*** Opening of SOURCE INFORMATION ***

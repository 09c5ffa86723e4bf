use log::{debug, info};

use super::layout::LayoutConfig;
use super::types::{MindMapError, Node, NodeId};

pub const ROOT_KEY: &str = "root";
pub const ROOT_TEXT: &str = "Central Topic";
pub const NEW_TOPIC_TEXT: &str = "New Topic";

#[cfg(target_arch = "wasm32")]
fn now_millis() -> u64 {
	js_sys::Date::now() as u64
}

#[cfg(not(target_arch = "wasm32"))]
fn now_millis() -> u64 {
	use std::time::{SystemTime, UNIX_EPOCH};
	SystemTime::now()
		.duration_since(UNIX_EPOCH)
		.map(|d| d.as_millis() as u64)
		.unwrap_or_default()
}

/// Append-only arena of mind map nodes.
///
/// A parent is always pushed before its children and nodes are never
/// removed, so every `parent` link points at a live, earlier slot.
#[derive(Clone, Debug)]
pub struct NodeStore {
	nodes: Vec<Node>,
	roots: Vec<NodeId>,
	layout: LayoutConfig,
	last_stamp: u64,
}

impl NodeStore {
	/// A store holding only the central topic.
	pub fn new(layout: LayoutConfig) -> Self {
		let mut store = Self::empty(layout);
		let (x, y) = store.layout.root_position(&[]);
		store.push(ROOT_KEY.to_string(), ROOT_TEXT, None, 0, (x, y));
		store
	}

	pub fn empty(layout: LayoutConfig) -> Self {
		Self {
			nodes: Vec::new(),
			roots: Vec::new(),
			layout,
			last_stamp: 0,
		}
	}

	pub fn len(&self) -> usize {
		self.nodes.len()
	}

	pub fn get(&self, id: NodeId) -> Option<&Node> {
		self.nodes.get(id.0)
	}

	fn get_mut(&mut self, id: NodeId) -> Result<&mut Node, MindMapError> {
		self.nodes.get_mut(id.0).ok_or(MindMapError::NodeNotFound(id))
	}

	#[cfg(test)]
	pub(crate) fn node_mut(&mut self, id: NodeId) -> &mut Node {
		&mut self.nodes[id.0]
	}

	/// Looks a node up by its string key.
	#[cfg(test)]
	pub fn find(&self, key: &str) -> Option<NodeId> {
		self.nodes.iter().position(|n| n.id == key).map(NodeId)
	}

	pub fn iter(&self) -> impl DoubleEndedIterator<Item = (NodeId, &Node)> {
		self.nodes.iter().enumerate().map(|(i, n)| (NodeId(i), n))
	}

	pub fn roots(&self) -> &[NodeId] {
		&self.roots
	}

	pub fn children(&self, id: NodeId) -> &[NodeId] {
		self.get(id).map(|n| n.children.as_slice()).unwrap_or(&[])
	}

	/// Parent/child pairs, one per node that has a parent.
	pub fn edges(&self) -> impl Iterator<Item = (&Node, &Node)> {
		self.nodes
			.iter()
			.filter_map(|child| child.parent.and_then(|p| self.get(p)).map(|p| (p, child)))
	}

	pub fn add_root(&mut self) -> NodeId {
		let roots = self.positions(self.roots());
		let position = self.layout.root_position(&roots);
		let key = self.next_key();
		let id = self.push(key, NEW_TOPIC_TEXT, None, 0, position);
		info!("Added topic {} at {:?}", id, position);
		id
	}

	pub fn add_child(&mut self, parent: NodeId) -> Result<NodeId, MindMapError> {
		let parent_node = self.get(parent).ok_or(MindMapError::NodeNotFound(parent))?;
		let level = parent_node.level + 1;
		let anchor = (parent_node.x, parent_node.y);
		let grandparent = parent_node
			.parent
			.and_then(|g| self.get(g))
			.map(|g| (g.x, g.y));
		let siblings = self.positions(self.children(parent));
		let position = self.layout.child_position(anchor, grandparent, &siblings);

		let key = self.next_key();
		let id = self.push(key, NEW_TOPIC_TEXT, Some(parent), level, position);
		info!("Added child {} of {} at level {}", id, parent, level);
		Ok(id)
	}

	/// Adds a node next to `node`: same parent, same level, after the
	/// existing siblings. Siblings of a root become new roots.
	pub fn add_sibling(&mut self, node: NodeId) -> Result<NodeId, MindMapError> {
		let current = self.get(node).ok_or(MindMapError::NodeNotFound(node))?;
		match current.parent {
			Some(parent) => self.add_child(parent),
			None => Ok(self.add_root()),
		}
	}

	pub fn update_node_position(&mut self, id: NodeId, x: f64, y: f64) -> Result<(), MindMapError> {
		let node = self.get_mut(id)?;
		node.x = x;
		node.y = y;
		Ok(())
	}

	pub fn set_text(&mut self, id: NodeId, text: impl Into<String>) -> Result<(), MindMapError> {
		self.get_mut(id)?.text = text.into();
		Ok(())
	}

	fn positions(&self, ids: &[NodeId]) -> Vec<(f64, f64)> {
		ids.iter()
			.filter_map(|&id| self.get(id))
			.map(|n| (n.x, n.y))
			.collect()
	}

	/// Timestamp-derived key, bumped past the previous one so two nodes
	/// created within the same millisecond still differ.
	fn next_key(&mut self) -> String {
		let stamp = now_millis().max(self.last_stamp + 1);
		self.last_stamp = stamp;
		let key = format!("node-{}", stamp);
		debug!("Generated node key {}", key);
		key
	}

	fn push(
		&mut self,
		key: String,
		text: &str,
		parent: Option<NodeId>,
		level: u32,
		(x, y): (f64, f64),
	) -> NodeId {
		let id = NodeId(self.nodes.len());
		let siblings = match parent {
			Some(p) => &mut self.nodes[p.0].children,
			None => &mut self.roots,
		};
		let index = siblings.len() as u32;
		siblings.push(id);
		self.nodes.push(Node {
			id: key,
			text: text.to_string(),
			x,
			y,
			parent,
			level,
			index: Some(index),
			children: Vec::new(),
		});
		id
	}
}

impl Default for NodeStore {
	fn default() -> Self {
		Self::new(LayoutConfig::default())
	}
}

#[cfg(test)]
mod tests {
	use std::collections::HashSet;

	use super::*;
	use crate::components::mind_map::layout::Placement;

	fn root(store: &NodeStore) -> NodeId {
		store.find(ROOT_KEY).unwrap()
	}

	fn assert_parents_exist(store: &NodeStore) {
		for (_, node) in store.iter() {
			if let Some(parent) = node.parent {
				assert!(store.get(parent).is_some(), "dangling parent on {}", node.id);
			}
		}
	}

	#[test]
	fn starts_with_central_topic() {
		let store = NodeStore::default();
		assert_eq!(store.len(), 1);
		let node = store.get(root(&store)).unwrap();
		assert_eq!(node.text, ROOT_TEXT);
		assert_eq!((node.x, node.y), (400.0, 300.0));
		assert_eq!(node.level, 0);
		assert_eq!(node.parent, None);
	}

	#[test]
	fn add_child_of_root() {
		let mut store = NodeStore::default();
		let root = root(&store);
		let child = store.add_child(root).unwrap();

		assert_eq!(store.len(), 2);
		let node = store.get(child).unwrap();
		assert_eq!(node.level, 1);
		assert_eq!(store.get(node.parent.unwrap()).unwrap().id, "root");
		assert_eq!(node.index, Some(0));
		assert_eq!(node.text, NEW_TOPIC_TEXT);
		assert_eq!(store.children(root), &[child]);
	}

	#[test]
	fn add_child_increments_level_at_depth() {
		let mut store = NodeStore::default();
		let mut parent = root(&store);
		for depth in 1..=5 {
			let before = store.len();
			parent = store.add_child(parent).unwrap();
			assert_eq!(store.len(), before + 1);
			assert_eq!(store.get(parent).unwrap().level, depth);
		}
		assert_parents_exist(&store);
	}

	#[test]
	fn sibling_keeps_parent_and_level() {
		let mut store = NodeStore::default();
		let root = root(&store);
		let first = store.add_child(root).unwrap();
		let second = store.add_sibling(first).unwrap();

		let (a, b) = (store.get(first).unwrap(), store.get(second).unwrap());
		assert_eq!(a.parent, b.parent);
		assert_eq!(a.level, b.level);
		assert_eq!(b.index, Some(1));
		assert!(b.y > a.y);
	}

	#[test]
	fn sibling_of_root_is_a_new_root() {
		let mut store = NodeStore::default();
		let root = root(&store);
		let other = store.add_sibling(root).unwrap();
		let node = store.get(other).unwrap();
		assert_eq!(node.parent, None);
		assert_eq!(node.level, 0);
		assert_eq!(store.roots(), &[root, other]);
	}

	#[test]
	fn missing_nodes_leave_store_untouched() {
		let mut store = NodeStore::default();
		let ghost = NodeId(42);
		let before = store.clone().iter().map(|(_, n)| n.clone()).collect::<Vec<_>>();

		assert_eq!(store.add_child(ghost), Err(MindMapError::NodeNotFound(ghost)));
		assert_eq!(store.add_sibling(ghost), Err(MindMapError::NodeNotFound(ghost)));
		assert!(store.update_node_position(ghost, 1.0, 2.0).is_err());
		assert!(store.set_text(ghost, "x").is_err());

		let after = store.iter().map(|(_, n)| n.clone()).collect::<Vec<_>>();
		assert_eq!(before, after);
	}

	#[test]
	fn update_position_touches_only_target() {
		let mut store = NodeStore::default();
		let root = root(&store);
		let a = store.add_child(root).unwrap();
		let b = store.add_child(root).unwrap();
		let before: Vec<Node> = store.iter().map(|(_, n)| n.clone()).collect();

		store.update_node_position(a, -10.0, 25.5).unwrap();

		for ((id, node), old) in store.iter().zip(&before) {
			assert_eq!(node.id, old.id);
			if id == a {
				assert_eq!((node.x, node.y), (-10.0, 25.5));
			} else {
				assert_eq!(node, old);
			}
		}
		assert_eq!(store.get(b).unwrap(), &before[b.0]);
	}

	#[test]
	fn keys_are_unique_within_a_burst() {
		let mut store = NodeStore::default();
		let root = root(&store);
		for _ in 0..50 {
			store.add_child(root).unwrap();
		}
		let keys: HashSet<&str> = store.iter().map(|(_, n)| n.id.as_str()).collect();
		assert_eq!(keys.len(), store.len());
	}

	#[test]
	fn edges_pair_each_child_with_its_parent() {
		let mut store = NodeStore::new(LayoutConfig {
			placement: Placement::Fan,
			..LayoutConfig::default()
		});
		let root = root(&store);
		let a = store.add_child(root).unwrap();
		store.add_child(a).unwrap();
		store.add_root();

		let edges: Vec<(&str, u32)> = store.edges().map(|(p, c)| (p.id.as_str(), c.level)).collect();
		assert_eq!(edges.len(), 2);
		assert_eq!(edges[0], ("root", 1));
		assert_eq!(edges[1].1, 2);
	}
}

*** Close of SOURCE INFORMATION ***

The answer is the run of lines above from the line containing "assert_eq!(node.id, old.id);" through the line containing "store.add_root();", copied exactly and alone.

ANSWER TO THE EXERCISE:
			assert_eq!(node.id, old.id);
			if id == a {
				assert_eq!((node.x, node.y), (-10.0, 25.5));
			} else {
				assert_eq!(node, old);
			}
		}
		assert_eq!(store.get(b).unwrap(), &before[b.0]);
	}

	#[test]
	fn keys_are_unique_within_a_burst() {
		let mut store = NodeStore::default();
		let root = root(&store);
		for _ in 0..50 {
			store.add_child(root).unwrap();
		}
		let keys: HashSet<&str> = store.iter().map(|(_, n)| n.id.as_str()).collect();
		assert_eq!(keys.len(), store.len());
	}

	#[test]
	fn edges_pair_each_child_with_its_parent() {
		let mut store = NodeStore::new(LayoutConfig {
			placement: Placement::Fan,
			..LayoutConfig::default()
		});
		let root = root(&store);
		let a = store.add_child(root).unwrap();
		store.add_child(a).unwrap();
		store.add_root();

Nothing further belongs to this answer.